TASK DESCRIPTION: Take each line from the material below that includes the string "Creates" and copy it.

PROVIDED INFORMATION:
════════════════

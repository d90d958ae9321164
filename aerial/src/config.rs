//! [`MapConfig`] holds the user-facing settings of the tile grid.

use std::path::{Path, PathBuf};

use aerial_types::MAX_ZOOM;
use serde::{Deserialize, Serialize};

use crate::error::AerialError;
use crate::grid::MAX_RADIUS;
use crate::source::UrlTemplate;

/// Tile server used when nothing else is configured.
pub const DEFAULT_SOURCE_TEMPLATE: &str = "https://tile.openstreetmap.org/{z}/{x}/{y}.png";

/// Settings of the tile grid.
///
/// Can be loaded from JSON. Missing fields take their default values:
///
/// ```
/// use aerial::config::MapConfig;
///
/// let config = MapConfig::from_json(r#"{ "zoom": 18, "offline": true }"#)?;
/// assert_eq!(config.zoom, 18);
/// assert_eq!(config.radius, 3);
/// # Ok::<(), aerial::error::AerialError>(())
/// ```
#[derive(Debug, Clone, PartialEq, Serialize, Deserialize)]
#[serde(default)]
pub struct MapConfig {
    /// Url template of the tile server with `{z}`, `{x}` and `{y}` placeholders.
    pub source_template: String,
    /// Zoom level, `0..=19`.
    pub zoom: u32,
    /// Number of tiles from the centre tile to the edge of the grid, `0..=20`.
    pub radius: u32,
    /// Opacity of the tiles, `0.0..=1.0`.
    pub alpha: f32,
    /// Draw the tiles under other geometry.
    pub draw_under: bool,
    /// Never access the network, show only cached tiles.
    pub offline: bool,
    /// Folder of the persistent tile cache.
    pub cache_root: PathBuf,
}

impl Default for MapConfig {
    fn default() -> Self {
        Self {
            source_template: DEFAULT_SOURCE_TEMPLATE.to_string(),
            zoom: 16,
            radius: 3,
            alpha: 0.7,
            draw_under: false,
            offline: false,
            cache_root: PathBuf::from(".tile_cache"),
        }
    }
}

impl MapConfig {
    /// Parses the configuration from a JSON string and validates it.
    pub fn from_json(json: &str) -> Result<Self, AerialError> {
        let config: Self = serde_json::from_str(json)
            .map_err(|err| AerialError::InvalidConfig(err.to_string()))?;
        config.validate()?;
        Ok(config)
    }

    /// Reads the configuration from a JSON file and validates it.
    pub fn load(path: impl AsRef<Path>) -> Result<Self, AerialError> {
        let json = std::fs::read_to_string(path.as_ref())?;
        Self::from_json(&json)
    }

    /// Checks all values, returning the error for the first invalid one.
    pub fn validate(&self) -> Result<(), AerialError> {
        UrlTemplate::parse(&self.source_template)?;

        if self.zoom > MAX_ZOOM {
            return Err(AerialError::InvalidZoom(self.zoom));
        }

        if self.radius > MAX_RADIUS {
            return Err(AerialError::InvalidRadius(self.radius));
        }

        if !(0.0..=1.0).contains(&self.alpha) {
            return Err(AerialError::InvalidConfig(format!(
                "alpha must be between 0 and 1, got {}",
                self.alpha
            )));
        }

        if self.cache_root.as_os_str().is_empty() {
            return Err(AerialError::InvalidConfig("cache root is not set".into()));
        }

        Ok(())
    }

    /// Sets the zoom level, clamping it to the supported range.
    pub fn set_zoom(&mut self, zoom: u32) {
        self.zoom = zoom.min(MAX_ZOOM);
    }

    /// Sets the grid radius, clamping it to the supported range.
    pub fn set_radius(&mut self, radius: u32) {
        self.radius = radius.min(MAX_RADIUS);
    }

    /// Sets the tile opacity, clamping it to `0.0..=1.0`. `NaN` is treated as fully opaque.
    pub fn set_alpha(&mut self, alpha: f32) {
        self.alpha = if alpha.is_nan() {
            1.0
        } else {
            alpha.clamp(0.0, 1.0)
        };
    }
}
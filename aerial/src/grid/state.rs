use std::collections::HashMap;
use std::fmt::{Display, Formatter};
use std::path::PathBuf;
use std::sync::Arc;

use aerial_types::TileId;
use bytes::Bytes;
use serde::{Deserialize, Serialize};

use super::GridPlan;
use crate::error::TileError;
use crate::fetcher::LoadedTile;
use crate::source::{SourceKey, TileSource};

/// State of the [`TileGridManager`](super::TileGridManager).
#[derive(Debug, Copy, Clone, PartialEq, Eq, Hash, Serialize, Deserialize)]
pub enum ManagerState {
    /// There is no grid: no reference point was received yet, or the configuration is invalid.
    Idle,
    /// A new grid is being laid out.
    Planning,
    /// Tiles of the grid are being loaded.
    Loading,
    /// Every tile of the grid is either loaded or failed.
    Ready,
}

impl Display for ManagerState {
    fn fmt(&self, f: &mut Formatter<'_>) -> std::fmt::Result {
        let name = match self {
            ManagerState::Idle => "idle",
            ManagerState::Planning => "planning",
            ManagerState::Loading => "loading",
            ManagerState::Ready => "ready",
        };
        f.write_str(name)
    }
}

/// Loading status of a single tile of the grid.
#[derive(Debug, Clone)]
pub enum TileStatus {
    /// Tile is being loaded.
    Pending,
    /// Tile is loaded.
    Loaded(Arc<LoadedTile>),
    /// Tile failed to load. Its cells stay empty until the grid is refreshed.
    Failed(TileError),
}

impl TileStatus {
    /// Returns false while the tile is loading.
    pub fn is_terminal(&self) -> bool {
        !matches!(self, TileStatus::Pending)
    }
}

/// Everything a grid depends on. Two plans with the same key produce the same grid.
#[derive(Debug, Clone, PartialEq, Eq)]
pub(crate) struct PlanKey {
    pub(crate) anchor: TileId,
    pub(crate) radius: u32,
    pub(crate) source: SourceKey,
    pub(crate) offline: bool,
    pub(crate) cache_root: PathBuf,
}

/// The active grid: its layout plus the status of every tile in it.
#[derive(Debug)]
pub struct GridState {
    plan: GridPlan,
    source: TileSource,
    generation: u64,
    tile_status: HashMap<TileId, TileStatus, ahash::RandomState>,
    complete_emitted: bool,
}

impl GridState {
    pub(crate) fn new(plan: GridPlan, source: TileSource, generation: u64) -> Self {
        let tile_status = plan
            .tiles()
            .into_iter()
            .map(|id| (id, TileStatus::Pending))
            .collect();

        Self {
            plan,
            source,
            generation,
            tile_status,
            complete_emitted: false,
        }
    }

    /// Layout of the grid.
    pub fn plan(&self) -> &GridPlan {
        &self.plan
    }

    /// Tile source of the grid.
    pub fn source(&self) -> &TileSource {
        &self.source
    }

    /// Generation of the grid.
    pub fn generation(&self) -> u64 {
        self.generation
    }

    /// Status of the tile, or `None` if the tile is not part of the grid.
    pub fn status(&self, id: TileId) -> Option<&TileStatus> {
        self.tile_status.get(&id)
    }

    /// Returns true when no tile is loading any more.
    pub fn is_complete(&self) -> bool {
        self.tile_status.values().all(TileStatus::is_terminal)
    }

    /// Number of loaded tiles.
    pub fn loaded_count(&self) -> usize {
        self.tile_status
            .values()
            .filter(|status| matches!(status, TileStatus::Loaded(_)))
            .count()
    }

    /// Number of failed tiles.
    pub fn failed_count(&self) -> usize {
        self.tile_status
            .values()
            .filter(|status| matches!(status, TileStatus::Failed(_)))
            .count()
    }

    /// Raw data of all loaded tiles, in row-major order.
    pub fn loaded_tiles(&self) -> Vec<(TileId, Bytes)> {
        self.plan
            .tiles()
            .into_iter()
            .filter_map(|id| match self.tile_status.get(&id) {
                Some(TileStatus::Loaded(tile)) => Some((id, tile.bytes.clone())),
                _ => None,
            })
            .collect()
    }

    pub(crate) fn set_status(&mut self, id: TileId, status: TileStatus) {
        if let Some(current) = self.tile_status.get_mut(&id) {
            *current = status;
        }
    }

    /// Marks the completion as reported. Returns false if it was already reported.
    pub(crate) fn take_completion(&mut self) -> bool {
        if self.complete_emitted || !self.is_complete() {
            return false;
        }

        self.complete_emitted = true;
        true
    }
}
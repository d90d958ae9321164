use serde::{Deserialize, Serialize};

/// Geographic position reported by a GPS receiver, in degrees.
#[derive(Debug, Clone, Copy, Default, PartialEq, PartialOrd, Deserialize, Serialize)]
pub struct ReferencePoint {
    lat: f64,
    lon: f64,
}

impl ReferencePoint {
    /// Creates a new point from latitude and longitude in degrees.
    pub const fn new(lat: f64, lon: f64) -> Self {
        Self { lat, lon }
    }

    /// Latitude in degrees.
    pub fn lat(&self) -> f64 {
        self.lat
    }

    /// Longitude in degrees.
    pub fn lon(&self) -> f64 {
        self.lon
    }

    /// Latitude in radians.
    pub fn lat_rad(&self) -> f64 {
        self.lat.to_radians()
    }
}

/// Creates a new [`ReferencePoint`] from latitude and longitude values (in degrees).
///
/// ```
/// use aerial_types::latlon;
///
/// let point = latlon!(47.3977, 8.5456);
/// assert_eq!(point.lat(), 47.3977);
/// ```
#[macro_export]
macro_rules! latlon {
    ($lat:expr, $lon:expr) => {
        $crate::geo::ReferencePoint::new($lat, $lon)
    };
}
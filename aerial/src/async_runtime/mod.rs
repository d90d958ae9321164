use std::future::Future;

use tokio::task::JoinHandle;

/// Spawns a future on the tokio runtime of the caller.
pub fn spawn<T>(future: T) -> JoinHandle<T::Output>
where
    T: Future + Send + 'static,
    T::Output: Send + 'static,
{
    tokio::spawn(future)
}

/// Runs blocking file system work on the blocking thread pool and waits for its result.
pub async fn run_blocking<F, R>(f: F) -> Option<R>
where
    F: FnOnce() -> R + Send + 'static,
    R: Send + 'static,
{
    match tokio::task::spawn_blocking(f).await {
        Ok(result) => Some(result),
        Err(err) => {
            log::warn!("Blocking task failed: {err}");
            None
        }
    }
}

/// Runs blocking file system work on the blocking thread pool without waiting for it.
pub fn spawn_blocking<F>(f: F)
where
    F: FnOnce() + Send + 'static,
{
    tokio::task::spawn_blocking(f);
}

════════════════

OUTPUT FOR THIS TASK:
    /// Creates a new point from latitude and longitude in degrees.
/// Creates a new [`ReferencePoint`] from latitude and longitude values (in degrees).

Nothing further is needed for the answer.